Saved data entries
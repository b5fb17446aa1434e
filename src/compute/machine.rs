//! Register machine that executes candidate programs.
//!
//! A run decodes one instruction per cycle until the instruction pointer
//! leaves the program or the cycle budget is spent. Both are normal ends.
//! Buffer growth that fails marks the run as crashed and stops it; nothing
//! outside the run's own [`ExecutionContext`] is touched.

use std::borrow::Cow;

use crate::schema::VmConfig;

use super::evolution::Scorer;
use super::isa::{Instruction, Opcode, branch_target};
use super::program::{CRASHED, INSTRUCTION_WIDTH, Individual, Program};

/// Number of general registers, addressed as operands 1..=31.
pub const REGISTER_COUNT: usize = 31;

/// First operand value that addresses memory instead of a register.
const MEMORY_OPERAND_BASE: u8 = 32;

/// A buffer could not grow to hold more data.
#[derive(Debug, thiserror::Error)]
#[error("{buffer} buffer could not grow past {len} bytes")]
pub struct ResourceExhausted {
    pub buffer: &'static str,
    pub len: usize,
}

/// Per-run machine state. Created fresh for each execution.
#[derive(Debug, Clone)]
pub struct ExecutionContext<'a> {
    ip: usize,
    cycles: u64,
    registers: [u8; REGISTER_COUNT],
    memory: Vec<u8>,
    output: Vec<u8>,
    input: &'a [u8],
    input_cursor: usize,
}

impl<'a> ExecutionContext<'a> {
    /// Fresh context reading from `input`.
    ///
    /// Register `r` starts out holding `r - 1` and every memory cell holds
    /// its own address, so programs begin with a table of small constants.
    pub fn new(input: &'a [u8]) -> Self {
        let mut registers = [0u8; REGISTER_COUNT];
        for (i, register) in registers.iter_mut().enumerate() {
            *register = i as u8;
        }

        Self {
            ip: 0,
            cycles: 0,
            registers,
            memory: Vec::new(),
            output: Vec::new(),
            input,
            input_cursor: 0,
        }
    }

    /// Replace the initial register file. Index 0 is register 1.
    pub fn with_registers(mut self, registers: [u8; REGISTER_COUNT]) -> Self {
        self.registers = registers;
        self
    }

    /// Preset a single register (1..=31).
    ///
    /// # Panics
    ///
    /// Panics if `register` is 0 or above 31.
    pub fn with_register(mut self, register: u8, value: u8) -> Self {
        assert!(
            (1..=REGISTER_COUNT as u8).contains(&register),
            "register {register} out of range"
        );
        self.registers[register as usize - 1] = value;
        self
    }

    /// Value of register or constant zero. Operands 1..=31 only.
    #[inline]
    fn read_direct(&self, operand: u8) -> u8 {
        match operand {
            0 => 0,
            1..=31 => self.registers[operand as usize - 1],
            _ => unreachable!("operand {operand} is not a register"),
        }
    }

    /// Resolve a 6-bit operand to its value.
    ///
    /// Memory operands take one level of indirection through a register;
    /// the address operand is always below 32 so the lookup ends there.
    #[inline]
    fn read(&self, operand: u8) -> u8 {
        if operand < MEMORY_OPERAND_BASE {
            self.read_direct(operand)
        } else {
            let address = self.read_direct(operand - MEMORY_OPERAND_BASE);
            self.load(address)
        }
    }

    /// Store into a 6-bit operand. Writes to operand 0 are discarded.
    #[inline]
    fn write(&mut self, operand: u8, value: u8, chunk: usize) -> Result<(), ResourceExhausted> {
        match operand {
            0 => Ok(()),
            1..=31 => {
                self.registers[operand as usize - 1] = value;
                Ok(())
            }
            _ => {
                let address = self.read_direct(operand - MEMORY_OPERAND_BASE);
                self.store(address, value, chunk)
            }
        }
    }

    /// Memory cells past the allocated end still hold their initial value.
    #[inline]
    fn load(&self, address: u8) -> u8 {
        self.memory
            .get(address as usize)
            .copied()
            .unwrap_or(address)
    }

    fn store(&mut self, address: u8, value: u8, chunk: usize) -> Result<(), ResourceExhausted> {
        let index = address as usize;
        if index >= self.memory.len() {
            let len = self.memory.len();
            let new_len = (index / chunk + 1) * chunk;
            self.memory
                .try_reserve_exact(new_len - len)
                .map_err(|_| ResourceExhausted {
                    buffer: "memory",
                    len,
                })?;
            self.memory.extend((len..new_len).map(|a| a as u8));
        }
        self.memory[index] = value;
        Ok(())
    }

    fn emit(&mut self, value: u8, chunk: usize) -> Result<(), ResourceExhausted> {
        if self.output.len() == self.output.capacity() {
            let len = self.output.len();
            self.output
                .try_reserve_exact(chunk)
                .map_err(|_| ResourceExhausted {
                    buffer: "output",
                    len,
                })?;
        }
        self.output.push(value);
        Ok(())
    }

    fn next_input(&mut self) -> u8 {
        match self.input.get(self.input_cursor) {
            Some(&byte) => {
                self.input_cursor += 1;
                byte
            }
            None => 0,
        }
    }
}

/// Outcome of one program execution.
#[derive(Debug, Clone, PartialEq, Eq)]
pub struct Execution {
    /// Bytes written by `out`.
    pub output: Vec<u8>,
    /// Whether the run stopped because a buffer could not grow.
    pub crashed: bool,
    /// Instructions decoded.
    pub cycles: u64,
}

impl Execution {
    /// Output decoded as UTF-8, replacing invalid sequences.
    pub fn text(&self) -> Cow<'_, str> {
        String::from_utf8_lossy(&self.output)
    }
}

/// The bytecode interpreter.
#[derive(Debug, Clone, Default)]
pub struct Machine {
    config: VmConfig,
}

impl Machine {
    /// Create a machine with the given limits.
    pub fn new(config: VmConfig) -> Self {
        Self { config }
    }

    /// Execute `program` against `input` from a fresh context.
    pub fn run(&self, program: &Program, input: &[u8]) -> Execution {
        self.run_with_context(program, ExecutionContext::new(input))
    }

    /// Execute `program` starting from a prepared context.
    pub fn run_with_context(&self, program: &Program, mut ctx: ExecutionContext<'_>) -> Execution {
        let bytes = program.as_bytes();
        let mut crashed = false;

        while ctx.cycles < self.config.cycle_budget && ctx.ip < bytes.len() {
            let ip = ctx.ip;
            let instruction = Instruction::decode([bytes[ip], bytes[ip + 1], bytes[ip + 2]]);
            ctx.cycles += 1;

            match self.step(&mut ctx, instruction) {
                Ok(next) => ctx.ip = next.unwrap_or(bytes.len()),
                Err(err) => {
                    log::debug!("execution aborted at ip {ip}: {err}");
                    crashed = true;
                    break;
                }
            }
        }

        Execution {
            output: ctx.output,
            crashed,
            cycles: ctx.cycles,
        }
    }

    /// Run an individual, caching its output length and, when a scorer is
    /// given, its score. Without a scorer the previous score is kept.
    pub fn evaluate(
        &self,
        individual: &mut Individual,
        input: &[u8],
        scorer: Option<&dyn Scorer>,
    ) -> Execution {
        let execution = self.run(&individual.program, input);
        individual.output_length = execution.output.len();

        if let Some(scorer) = scorer {
            individual.score = if execution.crashed {
                CRASHED
            } else {
                i64::try_from(scorer.score(&execution.output)).unwrap_or(i64::MAX)
            };
        }

        execution
    }

    /// Execute one instruction and return the next instruction pointer.
    /// `None` means the pointer left the program.
    #[inline]
    fn step(
        &self,
        ctx: &mut ExecutionContext<'_>,
        instruction: Instruction,
    ) -> Result<Option<usize>, ResourceExhausted> {
        let Instruction {
            opcode,
            dest,
            src_a,
            src_b,
        } = instruction;
        let chunk = self.config.memory_chunk;
        let fallthrough = Some(ctx.ip + INSTRUCTION_WIDTH);

        match opcode {
            Opcode::Add => {
                let value = ctx.read(src_a).wrapping_add(ctx.read(src_b));
                ctx.write(dest, value, chunk)?;
            }
            Opcode::Sub => {
                let value = ctx.read(src_a).wrapping_sub(ctx.read(src_b));
                ctx.write(dest, value, chunk)?;
            }
            Opcode::Mul => {
                let value = ctx.read(src_a).wrapping_mul(ctx.read(src_b));
                ctx.write(dest, value, chunk)?;
            }
            Opcode::Div => {
                let divisor = ctx.read(src_b);
                let value = if divisor == 0 {
                    0
                } else {
                    ctx.read(src_a) / divisor
                };
                ctx.write(dest, value, chunk)?;
            }
            Opcode::And => {
                let value = ctx.read(src_a) & ctx.read(src_b);
                ctx.write(dest, value, chunk)?;
            }
            Opcode::Not => {
                let operand = ctx.read(src_a);
                // Low bit of the third field selects logical negation.
                let value = if src_b & 1 == 1 {
                    (operand == 0) as u8
                } else {
                    !operand
                };
                ctx.write(dest, value, chunk)?;
            }
            Opcode::Ior => {
                let value = ctx.read(src_a) | ctx.read(src_b);
                ctx.write(dest, value, chunk)?;
            }
            Opcode::Xor => {
                let value = ctx.read(src_a) ^ ctx.read(src_b);
                ctx.write(dest, value, chunk)?;
            }
            Opcode::Jeq | Opcode::Jne | Opcode::Jlt | Opcode::Jle | Opcode::Jgt | Opcode::Jge => {
                let taken = opcode
                    .branch_taken(ctx.read(src_a), ctx.read(src_b))
                    .unwrap_or(false);
                if taken {
                    return Ok(branch_target(dest, ctx.ip));
                }
            }
            Opcode::Out => {
                let value = ctx.read(dest);
                ctx.emit(value, self.config.output_chunk)?;
            }
            Opcode::In => {
                let value = ctx.next_input();
                ctx.write(dest, value, chunk)?;
            }
        }

        Ok(fallthrough)
    }
}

* DIRECTIONS FOR THIS TASK
Only lines holding the word "Panics" are wanted, so copy each of them from the records above.

* TASK ANSWER
    /// # Panics
    /// Panics if `register` is 0 or above 31.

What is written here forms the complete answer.